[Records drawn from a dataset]
>>>
use crate::codec::{PacketReader, PacketWriter};
use crate::error::Result;
use crate::opcodes::{ACServerProtocol, CSPClientMessageType, CSPMessageTypeTcp};

use super::{IncomingPacket, OutgoingPacket};

/// Opaque CSP client message relayed between clients.
///
/// `session_id` is the target when sent by a client (255 for everyone) and
/// the origin when relayed by the server.
#[derive(Debug, Clone, PartialEq, Default)]
pub struct CspClientMessage {
    pub session_id: u8,
    pub message_type: u16,
    /// Present only for [`CSPClientMessageType::LuaMessage`].
    pub lua_type: Option<u32>,
    pub data: Vec<u8>,
}

impl CspClientMessage {
    pub fn is_lua(&self) -> bool {
        self.message_type == CSPClientMessageType::LuaMessage.repr()
    }
}

impl IncomingPacket for CspClientMessage {
    fn from_reader(reader: &mut PacketReader<'_>) -> Result<Self> {
        let session_id = reader.read()?;
        let message_type = reader.read::<u16>()?;
        let lua_type = if message_type == CSPClientMessageType::LuaMessage.repr() {
            Some(reader.read::<u32>()?)
        } else {
            None
        };
        Ok(CspClientMessage {
            session_id,
            message_type,
            lua_type,
            data: reader.read_remaining().to_vec(),
        })
    }
}

impl OutgoingPacket for CspClientMessage {
    fn to_writer(&self, writer: &mut PacketWriter) {
        writer.write(ACServerProtocol::Extended.repr());
        writer.write(CSPMessageTypeTcp::ClientMessage.repr());
        writer.write(self.session_id);
        writer.write(self.message_type);
        if let Some(lua_type) = self.lua_type {
            writer.write(lua_type);
        }
        writer.write_bytes(&self.data);
    }
}

/// Hides or shows a car on a CSP client.
#[derive(Debug, Clone, Copy, PartialEq, Eq, Default)]
pub struct CspCarVisibilityUpdate {
    pub session_id: u8,
    pub visible: bool,
}

impl OutgoingPacket for CspCarVisibilityUpdate {
    fn to_writer(&self, writer: &mut PacketWriter) {
        writer.write(ACServerProtocol::Extended.repr());
        writer.write(CSPMessageTypeTcp::CarVisibilityUpdate.repr());
        writer.write(self.session_id);
        writer.write(self.visible);
    }
}

impl IncomingPacket for CspCarVisibilityUpdate {
    fn from_reader(reader: &mut PacketReader<'_>) -> Result<Self> {
        Ok(CspCarVisibilityUpdate {
            session_id: reader.read()?,
            visible: reader.read()?,
        })
    }
}
//! Car slots from the entry list and their latest dynamic state.

use std::sync::atomic::{AtomicBool, Ordering};

use parking_lot::RwLock;
use protocol::packets::{CarListEntry, PositionUpdateIn, PositionUpdateOut};
use protocol::{CarStatusFlags, Vector3};
use serde::Deserialize;

use crate::config::{EntryConfig, ValidationConfig};

#[derive(Debug, Clone, Copy, PartialEq, Eq, Default, Deserialize)]
#[serde(rename_all = "lowercase")]
pub enum AiMode {
    /// Human drivers only.
    #[default]
    None,
    /// AI drives the slot while no human occupies it.
    Auto,
    /// Reserved for AI; humans can never take it.
    Fixed,
}

/// Snapshot of one car as last reported by its client or synthesized by AI.
#[derive(Debug, Clone, Copy, PartialEq, Default)]
pub struct CarStatus {
    pub pak_sequence_id: u8,
    pub timestamp: u32,
    pub position: Vector3,
    pub rotation: Vector3,
    pub velocity: Vector3,
    pub tyre_angular_speed: [u8; 4],
    pub steer_angle: u8,
    pub wheel_angle: u8,
    pub engine_rpm: u16,
    pub gear: u8,
    pub status_flags: CarStatusFlags,
    pub performance_delta: i16,
    pub gas: u8,
    pub normalized_position: f32,
}

impl CarStatus {
    pub fn apply(&mut self, update: &PositionUpdateIn) {
        self.pak_sequence_id = update.pak_sequence_id;
        self.timestamp = update.timestamp;
        self.position = update.position;
        self.rotation = update.rotation;
        self.velocity = update.velocity;
        self.tyre_angular_speed = update.tyre_angular_speed;
        self.steer_angle = update.steer_angle;
        self.wheel_angle = update.wheel_angle;
        self.engine_rpm = update.engine_rpm;
        self.gear = update.gear;
        self.status_flags = update.status_flags;
        self.performance_delta = update.performance_delta;
        self.gas = update.gas;
        self.normalized_position = update.normalized_position;
    }

    pub fn to_update(&self, session_id: u8, ping: u16) -> PositionUpdateOut {
        PositionUpdateOut {
            session_id,
            pak_sequence_id: self.pak_sequence_id,
            timestamp: self.timestamp,
            ping,
            position: self.position,
            rotation: self.rotation,
            velocity: self.velocity,
            tyre_angular_speed: self.tyre_angular_speed,
            steer_angle: self.steer_angle,
            wheel_angle: self.wheel_angle,
            engine_rpm: self.engine_rpm,
            gear: self.gear,
            status_flags: self.status_flags,
            performance_delta: self.performance_delta,
            gas: self.gas,
        }
    }
}

/// Wrapping comparison of 8-bit sequence ids: `candidate` is newer when it
/// lies less than half the sequence space ahead of `current`.
pub fn is_newer_sequence(candidate: u8, current: u8) -> bool {
    (candidate.wrapping_sub(current) as i8) > 0
}

/// Rejects updates that would corrupt other clients' simulations.
pub fn validate_update(update: &PositionUpdateIn, bounds: &ValidationConfig) -> bool {
    update.position.is_finite()
        && update.rotation.is_finite()
        && update.velocity.is_finite()
        && update.normalized_position.is_finite()
        && update.position.within(bounds.max_position)
        && update.velocity.within(bounds.max_velocity)
}

#[derive(Debug, Default)]
struct SlotState {
    status: CarStatus,
    has_status: bool,
}

pub struct EntryCar {
    pub session_id: u8,
    pub model: String,
    pub skin: String,
    pub ballast_kg: f32,
    pub restrictor: f32,
    pub ai_mode: AiMode,
    pub guids: Vec<u64>,
    state: RwLock<SlotState>,
    updated: AtomicBool,
    ai_controlled: AtomicBool,
}

impl EntryCar {
    pub fn new(session_id: u8, config: &EntryConfig) -> Self {
        Self {
            session_id,
            model: config.model.clone(),
            skin: config.skin.clone(),
            ballast_kg: config.ballast_kg,
            restrictor: config.restrictor,
            ai_mode: config.ai,
            guids: config.guids.clone(),
            state: RwLock::new(SlotState::default()),
            updated: AtomicBool::new(false),
            ai_controlled: AtomicBool::new(config.ai != AiMode::None),
        }
    }

    pub fn from_config(entries: &[EntryConfig]) -> Vec<EntryCar> {
        entries
            .iter()
            .enumerate()
            .map(|(index, entry)| EntryCar::new(index as u8, entry))
            .collect()
    }

    pub fn allows_guid(&self, guid: u64) -> bool {
        self.guids.is_empty() || self.guids.contains(&guid)
    }

    /// Whether a human with `guid` asking for `model` may be placed here.
    pub fn accepts(&self, model: &str, guid: u64) -> bool {
        self.ai_mode != AiMode::Fixed && self.model == model && self.allows_guid(guid)
    }

    pub fn status(&self) -> CarStatus {
        self.state.read().status
    }

    /// Stores a validated update unless it is older than the stored one.
    /// Returns `false` for out-of-order duplicates.
    pub fn apply_update(&self, update: &PositionUpdateIn) -> bool {
        let mut state = self.state.write();
        if state.has_status && !is_newer_sequence(update.pak_sequence_id, state.status.pak_sequence_id) {
            return false;
        }
        state.status.apply(update);
        state.has_status = true;
        self.updated.store(true, Ordering::Release);
        true
    }

    /// Clears and returns the pending-update flag.
    pub fn take_update(&self) -> bool {
        self.updated.swap(false, Ordering::AcqRel)
    }

    pub fn is_ai_controlled(&self) -> bool {
        self.ai_controlled.load(Ordering::Acquire)
    }

    /// Hands the slot to a human driver.
    pub fn occupy(&self) {
        self.ai_controlled.store(false, Ordering::Release);
    }

    /// Releases the slot; Auto slots return to AI immediately.
    pub fn release(&self) {
        *self.state.write() = SlotState::default();
        self.updated.store(false, Ordering::Release);
        self.ai_controlled
            .store(self.ai_mode != AiMode::None, Ordering::Release);
    }

    pub fn list_entry(&self, driver_name: Option<&str>) -> CarListEntry {
        CarListEntry {
            session_id: self.session_id,
            model: self.model.clone(),
            skin: self.skin.clone(),
            driver_name: driver_name.unwrap_or_default().to_string(),
            connected: driver_name.is_some(),
        }
    }
}

#[cfg(test)]
mod tests {
    use super::*;

    fn car(ai: AiMode, guids: Vec<u64>) -> EntryCar {
        EntryCar::new(
            0,
            &EntryConfig {
                model: "car_a".to_string(),
                ai,
                guids,
                ..Default::default()
            },
        )
    }

    fn update(sequence: u8) -> PositionUpdateIn {
        PositionUpdateIn {
            pak_sequence_id: sequence,
            position: Vector3::new(1.0, 2.0, 3.0),
            velocity: Vector3::new(10.0, 0.0, 0.0),
            ..Default::default()
        }
    }

    #[test]
    fn test_sequence_wraps() {
        assert!(is_newer_sequence(1, 0));
        assert!(is_newer_sequence(0, 255));
        assert!(is_newer_sequence(10, 250));
        assert!(!is_newer_sequence(5, 5));
        assert!(!is_newer_sequence(4, 5));
        assert!(!is_newer_sequence(250, 10));
    }

    #[test]
    fn test_validation_rejects_nan_and_out_of_range() {
        let bounds = ValidationConfig::default();
        assert!(validate_update(&update(0), &bounds));

        let mut nan = update(0);
        nan.velocity.x = f32::NAN;
        assert!(!validate_update(&nan, &bounds));

        let mut far = update(0);
        far.position.z = 100_001.0;
        assert!(!validate_update(&far, &bounds));

        let mut fast = update(0);
        fast.velocity.y = -501.0;
        assert!(!validate_update(&fast, &bounds));

        let mut inf = update(0);
        inf.rotation.y = f32::INFINITY;
        assert!(!validate_update(&inf, &bounds));
    }

    #[test]
    fn test_apply_update_discards_stale() {
        let car = car(AiMode::None, vec![]);
        assert!(car.apply_update(&update(10)));
        assert!(car.take_update());
        assert!(!car.take_update());

        assert!(!car.apply_update(&update(9)));
        assert!(!car.apply_update(&update(10)));
        assert!(!car.take_update());
        assert!(car.apply_update(&update(11)));
        assert_eq!(car.status().pak_sequence_id, 11);
    }

    #[test]
    fn test_ai_control_follows_occupancy() {
        let auto = car(AiMode::Auto, vec![]);
        assert!(auto.is_ai_controlled());
        auto.occupy();
        assert!(!auto.is_ai_controlled());
        auto.release();
        assert!(auto.is_ai_controlled());

        let human = car(AiMode::None, vec![]);
        assert!(!human.is_ai_controlled());
        human.release();
        assert!(!human.is_ai_controlled());
    }

    #[test]
    fn test_accepts() {
        assert!(car(AiMode::None, vec![]).accepts("car_a", 1));
        assert!(!car(AiMode::None, vec![]).accepts("car_b", 1));
        assert!(!car(AiMode::Fixed, vec![]).accepts("car_a", 1));
        assert!(car(AiMode::Auto, vec![1]).accepts("car_a", 1));
        assert!(!car(AiMode::Auto, vec![1]).accepts("car_a", 2));
    }

    #[test]
    fn test_release_clears_status() {
        let car = car(AiMode::None, vec![]);
        car.apply_update(&update(3));
        car.release();
        assert_eq!(car.status(), CarStatus::default());
        // After release any sequence id is accepted again.
        assert!(car.apply_update(&update(0)));
    }
}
<<<
▸ The problem
The required output is the set of lines from the first line of the data through the line that contains "writer.write(self.message_type);", transcribed exactly.

▸ Solution to this exercise
use crate::codec::{PacketReader, PacketWriter};
use crate::error::Result;
use crate::opcodes::{ACServerProtocol, CSPClientMessageType, CSPMessageTypeTcp};

use super::{IncomingPacket, OutgoingPacket};

/// Opaque CSP client message relayed between clients.
///
/// `session_id` is the target when sent by a client (255 for everyone) and
/// the origin when relayed by the server.
#[derive(Debug, Clone, PartialEq, Default)]
pub struct CspClientMessage {
    pub session_id: u8,
    pub message_type: u16,
    /// Present only for [`CSPClientMessageType::LuaMessage`].
    pub lua_type: Option<u32>,
    pub data: Vec<u8>,
}

impl CspClientMessage {
    pub fn is_lua(&self) -> bool {
        self.message_type == CSPClientMessageType::LuaMessage.repr()
    }
}

impl IncomingPacket for CspClientMessage {
    fn from_reader(reader: &mut PacketReader<'_>) -> Result<Self> {
        let session_id = reader.read()?;
        let message_type = reader.read::<u16>()?;
        let lua_type = if message_type == CSPClientMessageType::LuaMessage.repr() {
            Some(reader.read::<u32>()?)
        } else {
            None
        };
        Ok(CspClientMessage {
            session_id,
            message_type,
            lua_type,
            data: reader.read_remaining().to_vec(),
        })
    }
}

impl OutgoingPacket for CspClientMessage {
    fn to_writer(&self, writer: &mut PacketWriter) {
        writer.write(ACServerProtocol::Extended.repr());
        writer.write(CSPMessageTypeTcp::ClientMessage.repr());
        writer.write(self.session_id);
        writer.write(self.message_type);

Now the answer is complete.